→ ACTIVITY: Look for the word "records" in the entries and copy each line where it appears.

========

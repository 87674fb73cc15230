//! Resilience subsystem.
//!
//! # Data Flow
//! ```text
//! caller
//!     → circuit_breaker.rs (is the call permitted at all?)
//!         → rejected: fallback(CircuitOpen)
//!     → retries.rs (run the operation, pause via clock.rs Sleeper between attempts)
//!     → circuit_breaker.rs (record one terminal outcome in window.rs, maybe transition)
//!         → failure: fallback(RetryExhausted | OperationFailure)
//! ```
//!
//! # Design Decisions
//! - One retry sequence produces exactly one window entry
//! - The breaker lock is never held while the operation runs
//! - Time and sleeping are injected so the state machine is testable without waiting
//! - Half-open trials are evaluated once, after all permitted probes report back

pub mod backoff;
pub mod circuit_breaker;
pub mod clock;
pub mod error;
pub mod outcome;
pub mod retries;
pub mod window;

pub use backoff::Backoff;
pub use circuit_breaker::{BreakerConfig, BreakerSnapshot, BreakerState, CircuitBreaker};
pub use clock::{Clock, ManualClock, RecordingSleeper, Sleeper, SystemClock, TokioSleeper};
pub use error::{PolicyError, ResilienceError};
pub use outcome::{CallOutcome, OutcomeKind};
pub use retries::{RetryExecutor, RetryPolicy};
pub use window::SlidingWindow;
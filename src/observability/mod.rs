//! Observability subsystem.
//!
//! # Data Flow
//! ```text
//! resilience + http + upstream produce:
//!     → logging.rs (structured tracing events)
//!     → metrics.rs (breaker counters, state gauge, retry counters)
//!
//! Consumers:
//!     → stdout (fmt layer, filtered by RUST_LOG or config log level)
//!     → Prometheus scrape endpoint (optional)
//! ```
//!
//! # Design Decisions
//! - Metric calls are no-ops until an exporter is installed
//! - RUST_LOG overrides the configured level

pub mod logging;
pub mod metrics;
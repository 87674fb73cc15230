//! Startup orchestration.
//!
//! # Responsibilities
//! - Turn validated configuration into resilience policies
//! - Build the shared breaker and the upstream client
//! - Hand the composed service to the HTTP layer

use std::sync::Arc;
use thiserror::Error;

use crate::config::AppConfig;
use crate::resilience::{CircuitBreaker, PolicyError, RetryExecutor};
use crate::service::DataService;
use crate::upstream::{UpstreamClient, UpstreamError};

#[derive(Debug, Error)]
pub enum StartupError {
    #[error("invalid resilience policy: {0}")]
    Policy(#[from] PolicyError),

    #[error(transparent)]
    Upstream(#[from] UpstreamError),
}

/// Build the data service and its circuit breaker from configuration.
pub fn build_service(config: &AppConfig) -> Result<DataService, StartupError> {
    let policy = config.retry.to_policy()?;
    let breaker = CircuitBreaker::new(
        config.circuit_breaker.name.clone(),
        config.circuit_breaker.to_breaker_config(),
        RetryExecutor::new(policy),
    )?;
    let client = UpstreamClient::new(&config.upstream)?;

    tracing::info!(
        breaker = %breaker.name(),
        upstream = %client.url(),
        max_attempts = config.retry.max_attempts,
        window = config.circuit_breaker.sliding_window_size,
        threshold = config.circuit_breaker.failure_rate_threshold,
        "Resilience layer initialized"
    );

    Ok(DataService::new(
        client,
        Arc::new(breaker),
        config.upstream.fallback_value.clone(),
    ))
}
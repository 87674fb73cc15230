//! Lifecycle management subsystem.
//!
//! # Data Flow
//! ```text
//! Startup (startup.rs):
//!     Validated config → RetryExecutor → CircuitBreaker → UpstreamClient → DataService
//!
//! Shutdown (shutdown.rs):
//!     trigger() → broadcast to the HTTP server → drain in-flight requests → exit
//!
//! Signals (signals.rs):
//!     Ctrl+C → Shutdown::trigger()
//! ```
//!
//! # Design Decisions
//! - Fail fast: any startup error is fatal
//! - One breaker per guarded dependency, created at startup, shared by reference

pub mod shutdown;
pub mod signals;
pub mod startup;

pub use shutdown::Shutdown;
pub use signals::shutdown_signal;
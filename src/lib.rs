pub mod adapters;
pub mod config;
pub mod core;
pub mod domain;
pub mod render;
pub mod utils;

#[cfg(feature = "cli")]
pub use config::CliConfig;

pub use adapters::LocalStorage;
pub use config::site_config::SiteConfig;
pub use core::{engine::ExportEngine, pipeline::PortfolioPipeline};
pub use utils::error::{FolioError, Result};
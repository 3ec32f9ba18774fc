use serde::{Deserialize, Deserializer, Serialize};

/// `portfolio.json` 的頂層結構，所有區塊皆可省略
#[derive(Debug, Clone, Default, Serialize, Deserialize)]
#[serde(rename_all = "camelCase")]
pub struct PortfolioData {
    pub personal: Option<Personal>,
    pub work_experience: Option<Vec<WorkExperience>>,
    pub education: Option<Vec<Education>>,
    pub projects: Option<Vec<Project>>,
    pub skills: Option<Vec<Skill>>,
}

#[derive(Debug, Clone, Default, PartialEq, Serialize, Deserialize)]
pub struct CustomLink {
    #[serde(alias = "label", alias = "title")]
    pub name: Option<String>,
    pub url: Option<String>,
}

#[derive(Debug, Clone, Default, PartialEq, Serialize, Deserialize)]
pub struct Personal {
    pub name: Option<String>,
    pub title: Option<String>,
    #[serde(alias = "summary")]
    pub bio: Option<String>,
    #[serde(alias = "avatarUrl")]
    pub avatar: Option<String>,
    pub email: Option<String>,
    pub location: Option<String>,
    pub custom_links: Option<Vec<CustomLink>>,
}

impl Personal {
    pub fn is_empty(&self) -> bool {
        self.name.is_none()
            && self.title.is_none()
            && self.bio.is_none()
            && self.avatar.is_none()
            && self.email.is_none()
            && self.location.is_none()
            && self.custom_links.as_ref().map_or(true, Vec::is_empty)
    }
}

#[derive(Debug, Clone, Default, PartialEq, Serialize, Deserialize)]
pub struct WorkExperience {
    pub company: Option<String>,
    pub position: Option<String>,
    #[serde(default, deserialize_with = "text_or_number")]
    pub start_date: Option<String>,
    #[serde(default, deserialize_with = "text_or_number")]
    pub end_date: Option<String>,
    pub location: Option<String>,
    pub description: Option<String>,
    #[serde(rename = "logoUrl")]
    pub logo_url: Option<String>,
    pub custom_links: Option<Vec<CustomLink>>,
}

#[derive(Debug, Clone, Default, PartialEq, Serialize, Deserialize)]
pub struct Education {
    pub university: Option<String>,
    pub degree: Option<String>,
    #[serde(default, deserialize_with = "text_or_number")]
    pub start_year: Option<String>,
    #[serde(default, deserialize_with = "text_or_number")]
    pub end_year: Option<String>,
    pub location: Option<String>,
    pub description: Option<String>,
    #[serde(rename = "logoUrl")]
    pub logo_url: Option<String>,
    pub custom_links: Option<Vec<CustomLink>>,
}

#[derive(Debug, Clone, Default, PartialEq, Serialize, Deserialize)]
pub struct Project {
    #[serde(alias = "title")]
    pub name: Option<String>,
    pub description: Option<String>,
    pub technologies: Option<Vec<String>>,
    #[serde(alias = "imageUrl")]
    pub image: Option<String>,
    #[serde(alias = "githubUrl")]
    pub github_url: Option<String>,
    #[serde(alias = "liveUrl")]
    pub live_url: Option<String>,
    pub custom_links: Option<Vec<CustomLink>>,
}

#[derive(Debug, Clone, PartialEq, Serialize, Deserialize)]
pub struct Skill {
    pub name: String,
    #[serde(default)]
    pub logo: Option<String>,
}

/// 已解析圖示的技能，可放入軌道圈
#[derive(Debug, Clone, PartialEq, Eq, Serialize)]
pub struct IconSkill {
    pub name: String,
    pub logo: String,
}

impl IconSkill {
    pub fn new(name: impl Into<String>, logo: impl Into<String>) -> Self {
        Self {
            name: name.into(),
            logo: logo.into(),
        }
    }
}

/// 年份欄位可能是字串或數字 (例如 `"start_year": 2018`)
fn text_or_number<'de, D>(deserializer: D) -> Result<Option<String>, D::Error>
where
    D: Deserializer<'de>,
{
    #[derive(Deserialize)]
    #[serde(untagged)]
    enum TextOrNumber {
        Text(String),
        Number(serde_json::Number),
    }

    Ok(
        Option::<TextOrNumber>::deserialize(deserializer)?.map(|value| match value {
            TextOrNumber::Text(text) => text,
            TextOrNumber::Number(number) => number.to_string(),
        }),
    )
}

/// A normalized entry shown inside a card, list or timeline section.
#[derive(Debug, Clone, Default, PartialEq, Serialize)]
#[serde(rename_all = "camelCase")]
pub struct DisplayItem {
    #[serde(skip_serializing_if = "Option::is_none")]
    pub primary_title: Option<String>,
    #[serde(skip_serializing_if = "Option::is_none")]
    pub secondary_title: Option<String>,
    #[serde(skip_serializing_if = "Option::is_none")]
    pub date_info: Option<String>,
    #[serde(skip_serializing_if = "Option::is_none")]
    pub location: Option<String>,
    #[serde(skip_serializing_if = "Option::is_none")]
    pub description: Option<String>,
    #[serde(skip_serializing_if = "Option::is_none")]
    pub logo_url: Option<String>,
    #[serde(skip_serializing_if = "Option::is_none")]
    pub custom_links: Option<Vec<CustomLink>>,
}

#[derive(Debug, Clone, Copy, Default, PartialEq, Eq, Serialize, Deserialize)]
#[cfg_attr(feature = "cli", derive(clap::ValueEnum))]
#[serde(rename_all = "lowercase")]
pub enum LayoutType {
    #[default]
    Card,
    List,
    Timeline,
}

#[derive(Debug, Clone, PartialEq, Serialize)]
pub struct Section {
    pub section_name: String,
    pub layout_type: LayoutType,
    pub items: Vec<DisplayItem>,
}

#[derive(Debug, Clone, Copy, Default, PartialEq, Eq, Serialize, Deserialize)]
#[serde(rename_all = "lowercase")]
pub enum BuildMode {
    #[default]
    Development,
    Production,
}

impl BuildMode {
    /// 對應 `FOLIO_ENV`，只有 `production` 會切換模式
    pub fn from_env_value(value: &str) -> Self {
        if value.trim().eq_ignore_ascii_case("production") {
            BuildMode::Production
        } else {
            BuildMode::Development
        }
    }
}

#[derive(Debug, Clone, Copy, PartialEq, Eq, Serialize)]
#[serde(rename_all = "lowercase")]
pub enum ViewMode {
    Compact,
    Wide,
}

/// A value with a desktop and a mobile alternative.
#[derive(Debug, Clone, Copy, PartialEq, Eq, Serialize)]
pub struct Responsive<T> {
    pub desktop: T,
    pub mobile: T,
}

impl<T: Copy> Responsive<T> {
    pub const fn new(desktop: T, mobile: T) -> Self {
        Self { desktop, mobile }
    }

    pub fn pick(&self, mode: ViewMode) -> T {
        match mode {
            ViewMode::Compact => self.mobile,
            ViewMode::Wide => self.desktop,
        }
    }
}

/// One concentric rotating group of skill icons.
#[derive(Debug, Clone, PartialEq, Eq, Serialize)]
#[serde(rename_all = "camelCase")]
pub struct Ring {
    pub members: Vec<IconSkill>,
    pub radius: Responsive<u32>,
    pub rotation_period_secs: u32,
    pub icon_size: Responsive<u32>,
    pub reverse: bool,
}

#[derive(Debug, Clone, Default, PartialEq, Eq, Serialize)]
pub struct RingSet {
    pub rings: Vec<Ring>,
    /// 超過上限的技能，依原順序顯示於備用網格
    pub remaining: Vec<IconSkill>,
}

impl RingSet {
    /// 所有圈的成員依序串接
    pub fn orbiting(&self) -> impl Iterator<Item = &IconSkill> {
        self.rings.iter().flat_map(|ring| ring.members.iter())
    }

    pub fn orbiting_len(&self) -> usize {
        self.rings.iter().map(|ring| ring.members.len()).sum()
    }
}

#[derive(Debug, Clone, Default, PartialEq, Serialize)]
#[serde(rename_all = "camelCase")]
pub struct SkillsView {
    pub with_logos: Vec<IconSkill>,
    pub without_logos: Vec<Skill>,
    pub ring_set: RingSet,
}

/// Everything the renderer needs, derived fresh from the source data.
#[derive(Debug, Clone, Default, PartialEq, Serialize)]
#[serde(rename_all = "camelCase")]
pub struct PageModel {
    pub site_title: String,
    pub lang: String,
    pub personal: Option<Personal>,
    pub sections: Vec<Section>,
    pub projects: Vec<Project>,
    pub skills: Option<SkillsView>,
    pub generated_year: i32,
}
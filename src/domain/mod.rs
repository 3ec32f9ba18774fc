// Domain layer: portfolio models and ports. No rendering or IO here.

pub mod model;
pub mod ports;
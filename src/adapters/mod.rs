// Adapters layer: concrete implementations for external systems.

pub mod storage;

pub use storage::LocalStorage;
use tracing_subscriber::{layer::SubscriberExt, util::SubscriberInitExt, EnvFilter};

pub fn init_cli_logger(verbose: bool) {
    let filter = if verbose {
        EnvFilter::try_from_default_env()
            .unwrap_or_else(|_| EnvFilter::new("static_folio=debug,info"))
    } else {
        EnvFilter::try_from_default_env().unwrap_or_else(|_| EnvFilter::new("static_folio=info"))
    };

    tracing_subscriber::registry()
        .with(filter)
        .with(
            tracing_subscriber::fmt::layer()
                .with_target(false)
                .with_thread_ids(false)
                .with_file(false)
                .with_line_number(false)
                .compact(),
        )
        .init();
}

/// CI 環境下輸出 JSON 格式日誌
pub fn init_json_logger() {
    let filter =
        EnvFilter::try_from_default_env().unwrap_or_else(|_| EnvFilter::new("static_folio=info"));

    tracing_subscriber::registry()
        .with(filter)
        .with(
            tracing_subscriber::fmt::layer()
                .with_target(false)
                .with_thread_ids(false)
                .with_file(false)
                .with_line_number(false)
                .json(),
        )
        .init();
}
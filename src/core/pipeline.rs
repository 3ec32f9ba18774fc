use crate::core::rings::compute_rings;
use crate::core::{ConfigProvider, PageModel, Pipeline, PortfolioData, Storage};
use crate::domain::model::{DisplayItem, IconSkill, LayoutType, Section, SkillsView};
use crate::render::{render_page, RenderOptions, RenderTarget};
use crate::utils::error::Result;
use chrono::Datelike;
use std::io::Write;
use std::path::Path;
use zip::write::SimpleFileOptions;
use zip::ZipWriter;

pub const INDEX_FILE: &str = "index.html";
pub const MODEL_FILE: &str = "page-model.json";
pub const ARCHIVE_FILE: &str = "site.zip";

pub struct PortfolioPipeline<S: Storage, C: ConfigProvider> {
    storage: S,
    config: C,
    generated_year: i32,
}

impl<S: Storage, C: ConfigProvider> PortfolioPipeline<S, C> {
    pub fn new(storage: S, config: C) -> Self {
        Self {
            storage,
            config,
            generated_year: chrono::Local::now().year(),
        }
    }

    /// 固定頁尾年份，讓輸出可重現
    pub fn with_year(mut self, year: i32) -> Self {
        self.generated_year = year;
        self
    }

    fn output_file(&self, name: &str) -> String {
        Path::new(self.config.output_path())
            .join(name)
            .to_string_lossy()
            .into_owned()
    }

    fn render_options(&self) -> RenderOptions<'_> {
        let target = match self.config.viewport_width() {
            Some(width) => RenderTarget::Snapshot { width },
            None => RenderTarget::Responsive,
        };

        RenderOptions {
            target,
            breakpoint: self.config.compact_breakpoint(),
            asset_prefix: self.config.asset_prefix(),
        }
    }
}

fn build_section<'a, R>(name: &str, layout: LayoutType, records: Option<&'a [R]>) -> Option<Section>
where
    &'a R: Into<DisplayItem>,
{
    let records = records.filter(|records| !records.is_empty())?;
    Some(Section {
        section_name: name.to_string(),
        layout_type: layout,
        items: records.iter().map(Into::into).collect(),
    })
}

/// Splits skills by logo presence and lays out the ones with logos.
pub fn build_skills_view(skills: &[crate::domain::model::Skill], max_orbiting: usize) -> SkillsView {
    let (with, without): (Vec<_>, Vec<_>) =
        skills.iter().cloned().partition(|skill| skill.logo.is_some());

    let with_logos: Vec<IconSkill> = with
        .into_iter()
        .filter_map(|skill| skill.logo.map(|logo| IconSkill::new(skill.name, logo)))
        .collect();

    SkillsView {
        ring_set: compute_rings(&with_logos, max_orbiting),
        with_logos,
        without_logos: without,
    }
}

/// 由原始資料建立頁面模型，不涉及 IO
pub fn build_page_model<C: ConfigProvider + ?Sized>(
    data: &PortfolioData,
    config: &C,
    generated_year: i32,
) -> PageModel {
    let mut sections = Vec::new();
    sections.extend(build_section(
        "Work Experience",
        config.experience_layout(),
        data.work_experience.as_deref(),
    ));
    sections.extend(build_section(
        "Education",
        config.education_layout(),
        data.education.as_deref(),
    ));

    let personal = data.personal.clone().filter(|p| !p.is_empty());
    let site_title = match (config.site_title(), personal.as_ref().and_then(|p| p.name.as_deref())) {
        (Some(title), _) => title.to_string(),
        (None, Some(name)) => format!("{} | Portfolio", name),
        (None, None) => "Portfolio".to_string(),
    };

    // 只要有 `skills` 陣列 (即使為空) 就保留技能區塊
    let skills = data
        .skills
        .as_deref()
        .map(|skills| build_skills_view(skills, config.max_orbiting()));

    PageModel {
        site_title,
        lang: config.lang().to_string(),
        personal,
        sections,
        projects: data.projects.clone().unwrap_or_default(),
        skills,
        generated_year,
    }
}

fn build_archive(files: &[(&str, Vec<u8>)]) -> Result<Vec<u8>> {
    let mut zip = ZipWriter::new(std::io::Cursor::new(Vec::new()));
    for (name, data) in files {
        zip.start_file(*name, SimpleFileOptions::default())?;
        zip.write_all(data)?;
    }
    let cursor = zip.finish()?;
    Ok(cursor.into_inner())
}

#[async_trait::async_trait]
impl<S: Storage, C: ConfigProvider> Pipeline for PortfolioPipeline<S, C> {
    async fn extract(&self) -> Result<PortfolioData> {
        tracing::debug!("Reading portfolio data from: {}", self.config.data_path());
        let raw = self.storage.read_file(self.config.data_path()).await?;
        let data: PortfolioData = serde_json::from_slice(&raw)?;
        Ok(data)
    }

    async fn transform(&self, data: PortfolioData) -> Result<PageModel> {
        let page = build_page_model(&data, &self.config, self.generated_year);

        if let Some(skills) = &page.skills {
            tracing::debug!(
                "Skills: {} with logos ({} rings, {} remaining), {} without logos",
                skills.with_logos.len(),
                skills.ring_set.rings.len(),
                skills.ring_set.remaining.len(),
                skills.without_logos.len()
            );
        }

        Ok(page)
    }

    async fn load(&self, page: PageModel) -> Result<String> {
        let options = self.render_options();
        tracing::debug!(
            "Rendering {:?} (breakpoint {}px, prefix '{}')",
            options.target,
            options.breakpoint,
            options.asset_prefix
        );

        let html = render_page(&page, &options);
        let mut files: Vec<(&str, Vec<u8>)> = vec![(INDEX_FILE, html.into_bytes())];
        if self.config.emit_model() {
            files.push((MODEL_FILE, serde_json::to_vec_pretty(&page)?));
        }

        for (name, data) in &files {
            tracing::debug!("Writing {} ({} bytes)", name, data.len());
            self.storage.write_file(&self.output_file(name), data).await?;
        }

        if self.config.archive() {
            let archive = build_archive(&files)?;
            tracing::debug!("Writing {} ({} bytes)", ARCHIVE_FILE, archive.len());
            self.storage
                .write_file(&self.output_file(ARCHIVE_FILE), &archive)
                .await?;
        }

        Ok(self.output_file(INDEX_FILE))
    }
}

========

→ RESULT OF THE TASK:
fn build_section<'a, R>(name: &str, layout: LayoutType, records: Option<&'a [R]>) -> Option<Section>
    let records = records.filter(|records| !records.is_empty())?;
        items: records.iter().map(Into::into).collect(),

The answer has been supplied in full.